Dada las condiciones de alta inseguridad que impera en territorio nacional, aunado al de la reforma electoral, concretamente al Plan ‘B’ del Presidente de la República; hace que México navegue hacia el naufragio, sin rumbo y sin vientos favorables que lo conduzcan a forjar su propio destino, las instituciones están infiltradas y rebasadas tanto por la delincuencia organizada como por mercenarios de la política.

México perdió el rumbo de bonanza que le caracterizó en décadas pasadas. Los principios e ideales de la revolución sucumbieron ante mercenarios y corruptos de políticas equivocadas. La doctrina socialista floreció entre los intelectuales burgueses, así como de clase alta y media, que trajo como consecuencia destrucción y muerte a los de abajo.

En la hora presente, la democracia mexicana está en entredicho, violada, ultrajada en el flamante Plan ‘B’ de la reforma electoral, impulsada por el Presidente de la República; aprobada por los legisladores integrantes del Congreso de la Unión; ello conlleva a que los mexicanos tanto los de arriba como los de abajo, queden en total estado de indefensión en sus derechos elementales, aunado al alto índice delincuencial registrado en los últimos días.

Desde luego, la mixteca oaxaqueña no es la excepción, con tres ejecuciones ocurridas en pleno Miércoles de Ceniza, en el municipio de Santa Cruz Tacache de Mina, durante el desarrollo del jaripeo, y antes de los ocho días de los sucesos, en este mismo municipio mixteco quedó registrado el asesinato de una fémina; y en la agencia municipal de El Molino, jurisdicción de Huajuapan de León, Oaxaca, ocurrió la ejecución de otra fémina, haciendo una suma de cinco homicidios en un lapso de ocho días que ocurren en la vasta nación mixteca.
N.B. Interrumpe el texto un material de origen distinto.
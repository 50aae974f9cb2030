use super::HandlerContext;
use crate::presentation::presenters::{present_config, present_config_init};
use anyhow::Result;
use bintrack_runtime::Config;
use tracing::info;

pub fn show(ctx: &HandlerContext) -> Result<()> {
    let path = ctx.config_path();
    let exists = path.exists();
    ctx.render(present_config(&path, exists, ctx.config.clone()))
}

/// Write defaults (with the effective server URL). An existing file is kept
/// unless `force` is set.
pub fn init(ctx: &HandlerContext, force: bool) -> Result<()> {
    let path = ctx.config_path();
    if path.exists() && !force {
        return ctx.render(present_config_init(&path, false));
    }

    let mut config = Config::default();
    config.server.base_url = ctx.server().to_string();
    config.save_to(&path)?;
    info!(path = %path.display(), "config written");

    ctx.render(present_config_init(&path, true))
}
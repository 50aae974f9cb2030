use super::HandlerContext;
use crate::presentation::presenters::present_logout;
use anyhow::Result;
use bintrack_runtime::Config;
use tracing::{info, warn};

pub async fn handle(ctx: &HandlerContext) -> Result<()> {
    let api = ctx.api()?;
    // Local state is dropped whatever the server says.
    if let Err(err) = api.logout().await {
        warn!(error = %err, "logout request failed");
    }

    let cleared = forget_session_cookie(ctx)?;
    ctx.render(present_logout(ctx.server(), cleared))
}

/// Remove the stored session cookie from the config file. Returns whether
/// there was one.
pub fn forget_session_cookie(ctx: &HandlerContext) -> Result<bool> {
    let path = ctx.config_path();
    if !path.exists() {
        return Ok(false);
    }

    let mut config = Config::load_from(&path)?;
    if config.server.session_cookie.take().is_none() {
        return Ok(false);
    }
    config.save_to(&path)?;
    info!(path = %path.display(), "session cookie removed");
    Ok(true)
}

#[cfg(test)]
mod tests {
    use super::*;
    use crate::types::OutputFormat;
    use tempfile::TempDir;

    #[test]
    fn test_forget_cookie_rewrites_config() -> Result<()> {
        let dir = TempDir::new()?;
        let mut config = Config::default();
        config.server.session_cookie = Some("session=abc".to_string());
        config.save_to(&Config::path_in(dir.path()))?;

        let ctx = HandlerContext::new(OutputFormat::Plain, dir.path().to_path_buf(), config);
        assert!(forget_session_cookie(&ctx)?);
        assert!(!forget_session_cookie(&ctx)?);

        let reloaded = Config::load(dir.path())?;
        assert_eq!(reloaded.server.session_cookie, None);
        Ok(())
    }

    #[test]
    fn test_missing_config_is_not_an_error() -> Result<()> {
        let dir = TempDir::new()?;
        let ctx = HandlerContext::new(
            OutputFormat::Plain,
            dir.path().to_path_buf(),
            Config::default(),
        );
        assert!(!forget_session_cookie(&ctx)?);
        Ok(())
    }
}
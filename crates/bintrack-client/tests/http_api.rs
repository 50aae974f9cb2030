use bintrack_client::{ClientError, ClientOptions, HttpInventoryApi, InventoryApi};
use bintrack_types::{Adjustment, BinId, HistoryFilter, OperationType, RecordDraft, RecordId};
use pretty_assertions::assert_eq;
use serde_json::json;
use wiremock::matchers::{body_json, header, method, path, query_param};
use wiremock::{Mock, MockServer, ResponseTemplate};

fn client(server: &MockServer) -> HttpInventoryApi {
    HttpInventoryApi::new(ClientOptions::new(server.uri())).unwrap()
}

#[tokio::test]
async fn test_list_records_decodes_rows() {
    let server = MockServer::start().await;
    Mock::given(method("GET"))
        .and(path("/api/bin-locations"))
        .respond_with(ResponseTemplate::new(200).set_body_json(json!({
            "success": true,
            "data": [
                {
                    "id": 1,
                    "BinLocation": "A-01",
                    "BinLocationID": 10,
                    "ProductUPC": "0001",
                    "ProductDescription": "Whole Milk",
                    "UnitQty2": 12,
                    "Qty_Cases": 3,
                    "TotalQuantity": 36
                },
                {
                    "id": 2,
                    "BinLocation": null,
                    "BinLocationID": null,
                    "ProductUPC": "0002",
                    "ProductDescription": null,
                    "UnitQty2": 0,
                    "Qty_Cases": 1,
                    "TotalQuantity": 0
                }
            ]
        })))
        .expect(1)
        .mount(&server)
        .await;

    let records = client(&server).list_records().await.unwrap();

    assert_eq!(records.len(), 2);
    assert_eq!(records[0].bin_location_name(), "A-01");
    assert_eq!(records[0].total_quantity(), Some(36.0));
    assert_eq!(records[1].total_quantity(), None);
}

#[tokio::test]
async fn test_needs_config_arrives_with_bad_request() {
    let server = MockServer::start().await;
    Mock::given(method("GET"))
        .and(path("/api/bin-locations"))
        .respond_with(ResponseTemplate::new(400).set_body_json(json!({
            "success": false,
            "message": "Database not configured.",
            "needs_config": true
        })))
        .mount(&server)
        .await;

    let err = client(&server).list_records().await.unwrap_err();

    assert!(err.is_needs_config());
    assert_eq!(err.to_string(), "Database not configured.");
}

#[tokio::test]
async fn test_unauthorized_short_circuits() {
    let server = MockServer::start().await;
    Mock::given(method("GET"))
        .and(path("/api/bins"))
        .respond_with(ResponseTemplate::new(401).set_body_json(json!({
            "success": false,
            "message": "Authentication required",
            "auth_required": true
        })))
        .mount(&server)
        .await;

    let err = client(&server).list_bins().await.unwrap_err();

    assert!(matches!(err, ClientError::AuthRequired));
}

#[tokio::test]
async fn test_rejected_envelope_keeps_server_message() {
    let server = MockServer::start().await;
    Mock::given(method("DELETE"))
        .and(path("/api/bin-locations/7"))
        .respond_with(ResponseTemplate::new(500).set_body_json(json!({
            "success": false,
            "message": "Record is locked"
        })))
        .mount(&server)
        .await;

    let err = client(&server)
        .delete_record(RecordId::new(7))
        .await
        .unwrap_err();

    assert!(matches!(err, ClientError::Rejected(ref msg) if msg == "Record is locked"));
}

#[tokio::test]
async fn test_non_json_error_maps_to_status() {
    let server = MockServer::start().await;
    Mock::given(method("GET"))
        .and(path("/api/bins"))
        .respond_with(ResponseTemplate::new(502).set_body_string("Bad Gateway"))
        .mount(&server)
        .await;

    let err = client(&server).list_bins().await.unwrap_err();

    match err {
        ClientError::Status { status, body } => {
            assert_eq!(status, 502);
            assert_eq!(body, "Bad Gateway");
        }
        other => panic!("unexpected error: {other:?}"),
    }
}

#[tokio::test]
async fn test_create_sends_snake_case_body() {
    let server = MockServer::start().await;
    Mock::given(method("POST"))
        .and(path("/api/bin-locations"))
        .and(body_json(json!({
            "bin_location_id": 10,
            "product_upc": "0001",
            "product_description": "Whole Milk",
            "qty_per_case": null,
            "qty_cases": 4
        })))
        .respond_with(ResponseTemplate::new(200).set_body_json(json!({
            "success": true,
            "message": "Record created successfully"
        })))
        .expect(1)
        .mount(&server)
        .await;

    let draft = RecordDraft {
        bin_location_id: BinId::new(10),
        product_upc: "0001".to_string(),
        product_description: "Whole Milk".to_string(),
        qty_per_case: None,
        qty_cases: 4,
    };
    let message = client(&server).create_record(&draft).await.unwrap();

    assert_eq!(message, "Record created successfully");
}

#[tokio::test]
async fn test_adjust_patches_adjust_route() {
    let server = MockServer::start().await;
    Mock::given(method("PATCH"))
        .and(path("/api/bin-locations/3/adjust"))
        .and(body_json(json!({"adjustment": -2, "notes": null})))
        .respond_with(ResponseTemplate::new(200).set_body_json(json!({
            "success": true,
            "message": "Quantity adjusted by -2 cases"
        })))
        .expect(1)
        .mount(&server)
        .await;

    let adjustment = Adjustment {
        adjustment: -2,
        notes: None,
    };
    let message = client(&server)
        .adjust_record(RecordId::new(3), &adjustment)
        .await
        .unwrap();

    assert_eq!(message, "Quantity adjusted by -2 cases");
}

#[tokio::test]
async fn test_product_search_sends_query_and_skips_short_terms() {
    let server = MockServer::start().await;
    Mock::given(method("GET"))
        .and(path("/api/products/search"))
        .and(query_param("q", "milk"))
        .respond_with(ResponseTemplate::new(200).set_body_json(json!({
            "success": true,
            "data": [
                {"ProductID": 5, "ProductUPC": "0001", "ProductDescription": "Whole Milk", "UnitQty2": 12}
            ]
        })))
        .expect(1)
        .mount(&server)
        .await;

    let api = client(&server);
    let products = api.search_products("milk").await.unwrap();
    let none = api.search_products("m").await.unwrap();

    assert_eq!(products.len(), 1);
    assert_eq!(products[0].qty_per_case(), Some(12.0));
    assert!(none.is_empty());
}

#[tokio::test]
async fn test_history_passes_filter_as_query() {
    let server = MockServer::start().await;
    Mock::given(method("GET"))
        .and(path("/api/history"))
        .and(query_param("record_id", "4"))
        .and(query_param("operation_type", "ADJUST"))
        .and(query_param("limit", "50"))
        .respond_with(ResponseTemplate::new(200).set_body_json(json!({
            "success": true,
            "data": [{
                "HistoryID": 1,
                "RecordID": 4,
                "OperationType": "ADJUST",
                "Username": "jdoe",
                "AdjustmentAmount": 3
            }]
        })))
        .expect(1)
        .mount(&server)
        .await;

    let filter = HistoryFilter::new()
        .record(RecordId::new(4))
        .operation(OperationType::Adjust)
        .limit(50);
    let entries = client(&server).history(&filter).await.unwrap();

    assert_eq!(entries.len(), 1);
    assert_eq!(entries[0].adjustment, Some(3));
}

#[tokio::test]
async fn test_session_cookie_is_sent() {
    let server = MockServer::start().await;
    Mock::given(method("GET"))
        .and(path("/health"))
        .and(header("cookie", "session=abc123"))
        .respond_with(ResponseTemplate::new(200).set_body_json(json!({"status": "ok"})))
        .expect(1)
        .mount(&server)
        .await;

    let options =
        ClientOptions::new(server.uri()).with_session_cookie(Some("session=abc123".to_string()));
    let api = HttpInventoryApi::new(options).unwrap();

    assert_eq!(api.health().await.unwrap(), "ok");
}

#[tokio::test]
async fn test_logout_failure_is_reported() {
    let server = MockServer::start().await;
    Mock::given(method("POST"))
        .and(path("/api/logout"))
        .respond_with(ResponseTemplate::new(500))
        .mount(&server)
        .await;

    let err = client(&server).logout().await.unwrap_err();

    assert!(matches!(err, ClientError::Status { status: 500, .. }));
}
Ante estos acontecimientos que ocurren en todo el país, los mexicanos a una sola voz demandan paz y seguridad pública; mayormente la provincia mexicana exige de los gobiernos de los tres niveles, ponerse a trabajar, velar precisamente por la paz, seguridad y desarrollo de los habitantes de la comarca; generando climas de convivencia social, procurando fuentes de trabajo, de educación, salud, alimentación

Y, por supuesto, de sana competencia no solo comercial, sino de capacidad intelectual, filosófica, política, entre los individuos como entre las naciones, conduciendo a todos a ser mejores ciudadanos, en busca de la excelencia en la potencialidad humana, con el propósito de convertirnos en una patria integral y generosa, bajo el imperio de la justicia, en la concepción del estado de derecho.

El suelo patrio está teñido de sangre humana que mercenarios delincuenciales ejecutan cotidianamente sin que institución alguna les haga frente, los conmine y los lleve a la justicia; tal pareciese que sus acciones las realizan en complicidad y complacencia, amparados bajo la sombra del poder público; igual de arriba y hasta abajo los gobernantes no se preocupan ni les interesa lo que sucede a los mexicanos, que no quisiéramos pensar son solo 20 millones de privilegiados, en una población total de más de cien millones, los que sienten y resienten el total estado de ingobernabilidad que permea en este México nuestro.

Los mexicanos demandan gobernantes demócratas y no populistas; de resultados y no de complacencia; de hechos y no incumplidos compromisos u obras inconclusas; demandan y requieren los mexicanos de gobernantes, sean verdaderos líderes que den la cara y hagan frente a la ola de inseguridad que cubre la totalidad del territorio nacional desde regidores, presidentes municipales, gobernadores y titular del Poder Ejecutivo Federal.

Los mexicanos demandan que las instituciones armadas sean garantes del derecho y la justicia y no mercenarios y asesinos de la sociedad indefensa; que los militares sean verdaderos defensores de la patria, que en verdad están dispuestos a brindar sus vidas en aras de la patria y la paz, y no enemigos del porvenir de la vida y de la patria.